I will plot the standardized coefficients for the ordinary least squares coefficients against the coefficients using ridge regression.

This shows the problem caused by the highly collinear TOP and HPP. They have highly inflated coefficient estimates that are offset by an inflated Year coefficient (in the opposite direction). This is why we need to evaluate collinearity in our variables before fitting a linear regression.

With ridge regression, all the estimates have shrunk towards 0 (as they should) but the collinear variables still have very large coefficients.

6.1.7 Penalized regression: Lasso

In ridge regression, the coefficients will be shrunk towards 0 but none will be set to 0 (unless the OLS estimate happens to be 0). Lasso is a type of regression that uses a penalty function where 0 is an option.
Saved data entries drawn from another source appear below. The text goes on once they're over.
use mix_demos::common::get_connector;
use mixenergetico::Mix;
use tracing_subscriber::fmt::format::FmtSpan;

#[tokio::main]
async fn main() -> Result<(), Box<dyn std::error::Error>> {
    // Initialize a human-friendly tracing subscriber with env-based filtering.
    // Suggested: RUST_LOG=info,mixenergetico=trace,mix=trace
    let _ = tracing_subscriber::fmt()
        .with_env_filter(tracing_subscriber::EnvFilter::from_default_env())
        .with_target(false)
        .with_span_events(FmtSpan::ENTER | FmtSpan::EXIT)
        .try_init();

    // Create connector (mock in CI when MIX_USE_MOCK is set) and build the orchestrator
    let connector = get_connector()?;
    let mix = Mix::builder().with_connector(connector).build()?;

    // Explicit year, then the latest available day
    let _ = mix.national("2019").await?;
    let _ = mix.latest_available_date().await?;

    Ok(())
}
Lasso does a combination of variable selection and shrinkage.

We can do lasso with glmnet() by setting alpha=1.

fit.lasso <- glmnet(x, y, family="gaussian", alpha=1)

We select the best \(\lambda\) as we did for ridge regression using cross-validation.

n <- 20; s <- 0
for(i in 1:n) s <- s + cv.glmnet(x, y, nfolds=5, alpha=1)$lambda.min
s.best.lasso <- s/n
coef.lasso <- as.vector(coef(fit.lasso, s=s.best.lasso))[-1]

We can compare to the estimates from ridge and OLS and see that the model is now more similar the models we got from stepwise variable selection. The main difference is that slp and air are included as variables.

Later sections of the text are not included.